Episode 5 : pourquoi suis-je bleu ?

Rue de Paris.

   Un pouvoir qui ne sert strictement à rien… Où se trouve l’intérêt ? Nathan n’avait jamais compris le désarrois des supers-héros lors de la découverte de leurs pouvoirs. D’après lui, il était plus qu’important d’être exceptionnel, alors se pendre à des toiles d’araignées, se changer en homme vert surpuissant, avoir une force herculéenne, sauver le monde…, tout cela était merveilleux et il aurait fallu, de son point de vue, en être enchanté. Un héros prenait, en même temps que ses pouvoirs, des responsabilités supérieur à celle de tout humain.

   Le bruit de ses pas résonnait dans la rue en dessous de chez lui, lentement, presque en silence, sans que rien autour de lui ne viennent perturber ses pensées. Des pouvoirs, inutiles, mais des pouvoirs dans tout les cas. Qui ne rêva jamais de posséder des qualités exceptionnelles ? En tout cas pas lui. Depuis tout petit il rêvait d’avoir quelque chose en plus de ce qu’avaient généralement les êtres humains normaux ; il lui en avait toujours fallu plus, surtout après ce qu’il s’était passé au cours de son histoire il y a trois ans. Le jeune homme leva les yeux au ciel et, plaçant sa main devant son visage, droit vers le ciel, repensant à son histoire, il proclama de façon pratiquement solennelle :

- Tu sais papa, ce pouvoir, je pourrais réussir à m’en servir pour devenir une personne exceptionnelle. Peut être que tu seras fier de moi un jour grâce à cela ; où que tu sois.

   Et il sera le poing, plantant ses ongles dans sa peau, comme un signe d’une future victoire. Sans même le savoir Nathan se transformait en une autre personne, plus forte, déterminée à faire changer sa vie à l’aide d’un pouvoir. La première étape de sa quête allait être de retrouver l’homme qui lui avait parlé dans le métro afin de le pousser à lui dire ce qu’il savait sur lui et son pouvoir. Ceci était le début de son histoire.

Episode 6 : à poil Mato !

Tokyo, Japon.

- Mato, montre nous ton cul ! Matons ton cul Mato !

   Voilà ce qui se passait lorsque Mato buvait un petit verre de trop avec ses collègues le samedi soir : une beuverie sans précédent qui tourne au strip-tease. Sa tête lui tournait, ses yeux roulaient au fond de ses orbites sous l’effet de l’alcool et il se demandait au fond de lui s’il n’allait pas chavirer d’un instant à l’autre. Autour de lui, ses collègues lui hurlaient certaine chose dont il se moquait éperdument ;  Mato n’écoutait pas, il était totalement bourré.

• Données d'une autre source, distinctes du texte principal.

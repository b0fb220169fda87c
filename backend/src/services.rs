//! Composition root shared by the server, the seeding binary and tests.
//!
//! [`ServiceGraph::assemble`] wires domain services over whichever driven
//! adapters the caller picked, so the Diesel and in-memory configurations
//! go through identical service code.

use std::sync::Arc;

use mockable::Clock;

use crate::domain::ports::{ShipmentRepository, UserRepository};
use crate::domain::{AccountService, DemoDataSeeder, ShipmentCommandService, ShipmentQueryService};
use crate::inbound::http::state::{AccountPorts, HttpState};
use crate::outbound::security::Argon2PasswordHasher;

/// Driving ports for the HTTP adapter plus the demo seeder over the same
/// repositories.
pub struct ServiceGraph<U> {
    /// Ports handed to handlers.
    pub http_state: HttpState,
    /// Demo data seeder writing through the same services.
    pub seeder: DemoDataSeeder<U>,
}

impl<U> ServiceGraph<U>
where
    U: UserRepository + 'static,
{
    /// Wire account and shipment services over `users` and `shipments`.
    pub fn assemble<S>(users: Arc<U>, shipments: Arc<S>, clock: Arc<dyn Clock>) -> Self
    where
        S: ShipmentRepository + 'static,
    {
        let accounts = Arc::new(AccountService::new(
            users.clone(),
            Arc::new(Argon2PasswordHasher::new()),
        ));
        let command = Arc::new(ShipmentCommandService::new(shipments.clone(), clock.clone()));
        let query = Arc::new(ShipmentQueryService::new(shipments, clock.clone()));

        let seeder = DemoDataSeeder::new(users, accounts.clone(), command.clone(), clock);
        let http_state = HttpState::new(AccountPorts::from_service(accounts), command, query);
        Self { http_state, seeder }
    }
}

La seule et unique chose qu’il voyait encore était la bouteille de saké qu’il tenait entre ses doigts et dont le fond restant remuait d’un air provoquant comme pour l’inciter à le boire.

- Allez Mato, bois donc ton verre ! Mato, t’es pas un rigolo ?

   Mato n’aimait pas être provoqué, donc il a bu tout le reste de la bouteille, et s’est évanouie.

- Les mecs, Mato est complètement K.O ! Faisons lui une farce !

   C’est ainsi que le pauvre Mato se retrouva endormie sur les coups de deux heures du matin devant la porte de son appartement, sans ses clés.